Your task: From the entries below, please output exactly the lines starting at the one containing "pub fn dynamic()" and ending at the one containing "are still merged.", both included.

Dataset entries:
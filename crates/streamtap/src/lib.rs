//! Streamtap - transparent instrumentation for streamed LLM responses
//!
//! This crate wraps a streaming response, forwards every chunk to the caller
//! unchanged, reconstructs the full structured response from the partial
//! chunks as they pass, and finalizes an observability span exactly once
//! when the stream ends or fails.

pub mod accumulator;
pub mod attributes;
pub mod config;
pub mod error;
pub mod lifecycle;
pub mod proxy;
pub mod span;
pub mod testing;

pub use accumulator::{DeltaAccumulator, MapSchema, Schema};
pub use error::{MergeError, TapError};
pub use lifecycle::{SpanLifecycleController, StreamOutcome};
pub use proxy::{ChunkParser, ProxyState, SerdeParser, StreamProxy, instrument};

...

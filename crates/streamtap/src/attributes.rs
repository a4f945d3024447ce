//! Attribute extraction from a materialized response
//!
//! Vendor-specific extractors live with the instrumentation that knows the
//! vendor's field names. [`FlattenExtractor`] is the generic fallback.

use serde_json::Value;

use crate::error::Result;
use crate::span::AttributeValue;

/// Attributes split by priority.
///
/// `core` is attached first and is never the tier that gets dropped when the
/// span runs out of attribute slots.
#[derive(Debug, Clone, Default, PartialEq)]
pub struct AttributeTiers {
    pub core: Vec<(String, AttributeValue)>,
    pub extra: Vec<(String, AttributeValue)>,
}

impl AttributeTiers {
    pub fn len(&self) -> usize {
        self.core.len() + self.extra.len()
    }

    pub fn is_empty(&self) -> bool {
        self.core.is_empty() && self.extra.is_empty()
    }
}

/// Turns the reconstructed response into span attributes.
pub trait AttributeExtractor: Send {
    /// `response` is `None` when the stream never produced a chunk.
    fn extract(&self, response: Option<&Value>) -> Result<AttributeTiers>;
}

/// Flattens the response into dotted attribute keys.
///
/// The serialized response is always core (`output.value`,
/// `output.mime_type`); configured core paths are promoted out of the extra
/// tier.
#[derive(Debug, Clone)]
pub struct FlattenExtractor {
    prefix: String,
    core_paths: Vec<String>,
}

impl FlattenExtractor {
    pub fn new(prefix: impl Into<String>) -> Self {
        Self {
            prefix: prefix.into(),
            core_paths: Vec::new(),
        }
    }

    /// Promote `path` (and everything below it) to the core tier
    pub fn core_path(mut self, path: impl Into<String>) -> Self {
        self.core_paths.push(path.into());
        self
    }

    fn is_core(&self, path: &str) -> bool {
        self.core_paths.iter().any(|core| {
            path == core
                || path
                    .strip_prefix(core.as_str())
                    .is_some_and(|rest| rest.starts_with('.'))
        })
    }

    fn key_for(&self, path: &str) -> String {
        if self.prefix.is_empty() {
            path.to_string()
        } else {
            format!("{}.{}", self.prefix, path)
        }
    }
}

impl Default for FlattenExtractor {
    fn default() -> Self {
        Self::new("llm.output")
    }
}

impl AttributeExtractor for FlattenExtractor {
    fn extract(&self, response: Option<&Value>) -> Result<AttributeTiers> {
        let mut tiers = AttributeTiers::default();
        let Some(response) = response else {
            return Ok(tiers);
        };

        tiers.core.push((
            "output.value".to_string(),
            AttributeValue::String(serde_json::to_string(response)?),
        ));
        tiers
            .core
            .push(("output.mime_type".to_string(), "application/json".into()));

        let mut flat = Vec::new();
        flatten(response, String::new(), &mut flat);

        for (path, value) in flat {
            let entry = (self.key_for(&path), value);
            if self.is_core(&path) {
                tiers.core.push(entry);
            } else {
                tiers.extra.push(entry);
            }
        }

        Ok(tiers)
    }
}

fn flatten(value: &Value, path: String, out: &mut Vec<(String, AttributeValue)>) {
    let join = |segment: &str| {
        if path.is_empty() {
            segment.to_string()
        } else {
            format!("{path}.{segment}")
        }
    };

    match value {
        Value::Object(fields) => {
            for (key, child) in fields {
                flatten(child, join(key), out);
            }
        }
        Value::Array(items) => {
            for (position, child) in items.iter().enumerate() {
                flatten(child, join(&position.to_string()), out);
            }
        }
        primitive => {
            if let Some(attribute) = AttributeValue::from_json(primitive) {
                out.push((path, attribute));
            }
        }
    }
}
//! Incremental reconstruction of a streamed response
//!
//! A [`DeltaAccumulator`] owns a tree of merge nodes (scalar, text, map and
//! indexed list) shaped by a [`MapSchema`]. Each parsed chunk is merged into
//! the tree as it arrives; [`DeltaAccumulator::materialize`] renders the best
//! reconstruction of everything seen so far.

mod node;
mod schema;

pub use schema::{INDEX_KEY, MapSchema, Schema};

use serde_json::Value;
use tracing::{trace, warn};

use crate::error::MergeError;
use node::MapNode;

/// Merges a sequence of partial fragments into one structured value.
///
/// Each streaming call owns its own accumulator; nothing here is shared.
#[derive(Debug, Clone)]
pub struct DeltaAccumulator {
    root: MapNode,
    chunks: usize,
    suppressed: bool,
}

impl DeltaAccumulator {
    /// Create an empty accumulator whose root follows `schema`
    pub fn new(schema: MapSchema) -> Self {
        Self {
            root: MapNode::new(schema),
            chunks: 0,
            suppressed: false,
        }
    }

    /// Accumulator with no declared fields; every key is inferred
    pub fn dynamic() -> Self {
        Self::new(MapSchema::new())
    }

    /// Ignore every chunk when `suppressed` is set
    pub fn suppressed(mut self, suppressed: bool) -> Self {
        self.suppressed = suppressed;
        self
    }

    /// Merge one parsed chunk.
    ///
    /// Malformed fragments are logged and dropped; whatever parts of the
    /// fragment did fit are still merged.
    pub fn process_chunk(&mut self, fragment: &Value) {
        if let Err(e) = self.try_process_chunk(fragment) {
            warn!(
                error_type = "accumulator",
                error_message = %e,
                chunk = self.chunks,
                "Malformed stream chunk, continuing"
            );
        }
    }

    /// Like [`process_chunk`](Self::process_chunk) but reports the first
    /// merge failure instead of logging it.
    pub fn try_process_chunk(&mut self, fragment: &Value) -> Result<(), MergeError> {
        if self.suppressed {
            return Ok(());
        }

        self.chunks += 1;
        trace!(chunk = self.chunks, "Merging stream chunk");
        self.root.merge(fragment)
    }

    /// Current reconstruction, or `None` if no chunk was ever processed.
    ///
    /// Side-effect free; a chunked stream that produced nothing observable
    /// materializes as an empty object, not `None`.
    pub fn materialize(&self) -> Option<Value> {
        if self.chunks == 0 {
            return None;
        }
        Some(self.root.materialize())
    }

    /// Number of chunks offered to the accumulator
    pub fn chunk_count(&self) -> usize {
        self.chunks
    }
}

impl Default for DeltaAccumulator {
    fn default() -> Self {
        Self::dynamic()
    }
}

==

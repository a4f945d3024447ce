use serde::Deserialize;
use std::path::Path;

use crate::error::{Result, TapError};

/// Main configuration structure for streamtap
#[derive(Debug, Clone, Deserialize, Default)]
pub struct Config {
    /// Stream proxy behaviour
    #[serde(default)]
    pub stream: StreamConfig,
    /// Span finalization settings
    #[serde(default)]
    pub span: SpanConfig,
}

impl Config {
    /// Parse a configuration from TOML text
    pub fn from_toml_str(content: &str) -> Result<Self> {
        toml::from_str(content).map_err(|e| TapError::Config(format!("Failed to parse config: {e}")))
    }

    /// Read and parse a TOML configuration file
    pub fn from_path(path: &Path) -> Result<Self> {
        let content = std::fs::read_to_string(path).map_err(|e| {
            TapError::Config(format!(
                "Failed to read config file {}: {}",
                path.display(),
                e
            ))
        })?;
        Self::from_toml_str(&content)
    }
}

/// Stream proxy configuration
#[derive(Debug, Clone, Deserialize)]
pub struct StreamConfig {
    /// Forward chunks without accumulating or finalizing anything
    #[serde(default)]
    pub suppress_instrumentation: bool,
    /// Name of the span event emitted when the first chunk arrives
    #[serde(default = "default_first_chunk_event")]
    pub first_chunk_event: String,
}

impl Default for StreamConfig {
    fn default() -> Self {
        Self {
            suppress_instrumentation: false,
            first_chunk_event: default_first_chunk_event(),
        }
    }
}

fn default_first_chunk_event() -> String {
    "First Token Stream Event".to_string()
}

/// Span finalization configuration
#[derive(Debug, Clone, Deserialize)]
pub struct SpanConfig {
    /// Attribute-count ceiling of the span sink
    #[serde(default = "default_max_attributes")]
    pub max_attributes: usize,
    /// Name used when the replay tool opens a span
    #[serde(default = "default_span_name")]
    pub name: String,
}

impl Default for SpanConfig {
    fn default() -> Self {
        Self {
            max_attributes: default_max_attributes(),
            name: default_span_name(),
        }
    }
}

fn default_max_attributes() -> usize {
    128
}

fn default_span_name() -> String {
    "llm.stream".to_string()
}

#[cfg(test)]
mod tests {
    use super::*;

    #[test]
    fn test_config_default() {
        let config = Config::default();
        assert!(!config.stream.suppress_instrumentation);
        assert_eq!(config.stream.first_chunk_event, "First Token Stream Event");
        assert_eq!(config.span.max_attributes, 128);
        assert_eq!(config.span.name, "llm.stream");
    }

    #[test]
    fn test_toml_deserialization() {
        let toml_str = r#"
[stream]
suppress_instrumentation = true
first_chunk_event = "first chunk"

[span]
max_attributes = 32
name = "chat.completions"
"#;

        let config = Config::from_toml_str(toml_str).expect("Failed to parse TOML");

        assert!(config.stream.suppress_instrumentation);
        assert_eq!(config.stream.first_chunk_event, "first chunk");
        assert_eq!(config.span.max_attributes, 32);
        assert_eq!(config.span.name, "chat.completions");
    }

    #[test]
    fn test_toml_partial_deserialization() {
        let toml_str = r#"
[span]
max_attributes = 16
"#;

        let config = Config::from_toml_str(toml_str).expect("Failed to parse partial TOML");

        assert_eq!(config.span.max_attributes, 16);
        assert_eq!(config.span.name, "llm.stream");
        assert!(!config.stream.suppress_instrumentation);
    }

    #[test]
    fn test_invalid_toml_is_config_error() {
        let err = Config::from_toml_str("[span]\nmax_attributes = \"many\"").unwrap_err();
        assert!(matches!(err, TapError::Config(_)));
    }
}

Your response:
    pub fn dynamic() -> Self {
        Self::new(MapSchema::new())
    }

    /// Ignore every chunk when `suppressed` is set
    pub fn suppressed(mut self, suppressed: bool) -> Self {
        self.suppressed = suppressed;
        self
    }

    /// Merge one parsed chunk.
    ///
    /// Malformed fragments are logged and dropped; whatever parts of the
    /// fragment did fit are still merged.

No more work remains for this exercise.